Ayo Edebiri's Tense #MeToo, Black Lives Matter Moment avec le journaliste dénoncé comme «petit racisme» |

Ayo Edebiri's Tense #MeToo, Black Lives Matter Moment avec le journaliste dénoncé comme «petit racisme» |

L'étoile de « The Bear » et « After the Hunt » est louée pour avoir manipulé le moment « avec pouvoir et grâce »

Ayo Edebiri a tourné un moment d'interview tendu dans une réponse convaincante tout en faisant une presse du festival pour «After the Hunt».

La scène s'est produite lors d'une interview du Festival international du film de Venise mettant en vedette Edebiri, Andrew Garfield et Julia Roberts qu'Artslife TV a téléchargé samedi. Dans le clip, l'intervieweur Federica Polidoro pose une question sur les mouvements de Black Lives Matter et #MeToo – tous deux faisant partie intégrante du drame du campus universitaire «After the Hunt», qui a été présenté à Venise.

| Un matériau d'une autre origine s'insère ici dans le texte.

//! Placement request description and the bids nodes answer with.

use serde::{Deserialize, Serialize};

use crate::core::common::NodeId;

/// Service level agreement of a function placement request.
#[derive(Debug, Clone, PartialEq, Serialize, Deserialize)]
pub struct Sla {
    /// Memory to reserve, in MiB.
    pub mem: f64,
    /// Cores to reserve.
    pub core: f64,
    /// Max acceptable accumulated one-way network delay from the entry node, in ms.
    pub latency: f64,
    /// How long the resources stay reserved once granted, in ms.
    pub duration: f64,
}

impl Sla {
    pub fn new(mem: f64, core: f64, latency: f64, duration: f64) -> Self {
        Self {
            mem,
            core,
            latency,
            duration,
        }
    }

    /// Builds an SLA from workload units, where cpu is given in millicpu.
    pub fn from_millicpu(mem: f64, millicpu: f64, latency: f64, duration: f64) -> Self {
        Self::new(mem, millicpu / 1000.0, latency, duration)
    }
}

/// Price quote of one node for a given SLA.
#[derive(Debug, Clone, PartialEq, Serialize)]
pub struct Bid {
    pub price: f64,
    pub bidder: String,
    /// Id of the bidder in the topology.
    pub node: NodeId,
    pub accumulated_latency: f64,
    /// Depth of the bidder in the topology, the root has level 0.
    pub level: usize,
}

impl Bid {
    pub fn new(
        price: f64,
        bidder: String,
        node: NodeId,
        accumulated_latency: f64,
        level: usize,
    ) -> Self {
        Self {
            price,
            bidder,
            node,
            accumulated_latency,
            level,
        }
    }
}

#[cfg(test)]
mod tests {
    use super::Sla;

    #[test]
    fn test_millicpu_converted_to_cores() {
        let sla = Sla::from_millicpu(100.0, 1500.0, 15.0, 5000.0);
        assert_eq!(sla.core, 1.5);
        assert_eq!(sla.mem, 100.0);
    }
}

À la grande surprise du trio, cependant, ils n'étaient pas tous inclus dans la question.

«À votre avis, ce que nous avons perdu pendant l'ère politiquement correcte, et ce que nous devons nous attendre à Hollywood après le mouvement #MeToo et la vie de Black Lives sont réalisées?» Demanda Polidoro. « Tous deux, Andrew et Julia. »

« Euh, eh bien, ok », a déclaré Edebiri.

Vous pouvez regarder l'interview ci-dessous:

La question a immédiatement pris les trois stars de cinéma au dépourvu pour plusieurs raisons. Garfield s'est immédiatement tourné vers ses co-chefs avec un sourire, s'en remettant avant d'apprendre que la question s'adressait à lui. Tous les trois ont été choqués quand Edebiri (le seul capable de parler aux deux questions du point de vue d'une femme noire) n'a pas été invitée à parler.

Ayo Edebiri39s Tense MeToo Black Lives Matter Moment avec le

Roberts a rapidement fermé la scène.

«Pouvez-vous répéter cela?» demanda-t-elle, se penchant en avant. « Avec vos lunettes de soleil, je ne peux pas dire laquelle de nous parlez. » Polidoro a de nouveau souligné que la question était pour «Julia et Andrew».

« Je sais que ce n'est pas pour moi, et je ne sais pas si c'est déterminé que ce n'est pas pour moi, mais je suis juste curieux. Je ne pense pas que ce soit fait », a déclaré Edebiri en réponse, en intervenant. « Je pense que peut-être que les hashtags pourraient ne pas être utilisés autant, ou, mais je pense qu'il y a du travail par des militants, par des gens tous les jours, c'est un travail beau et important. Ce n'est pas terminé. C'est vraiment, vraiment, vraiment actif pour une raison: parce que ce monde est vraiment chargé, et ce travail n'est pas terminé du tout. »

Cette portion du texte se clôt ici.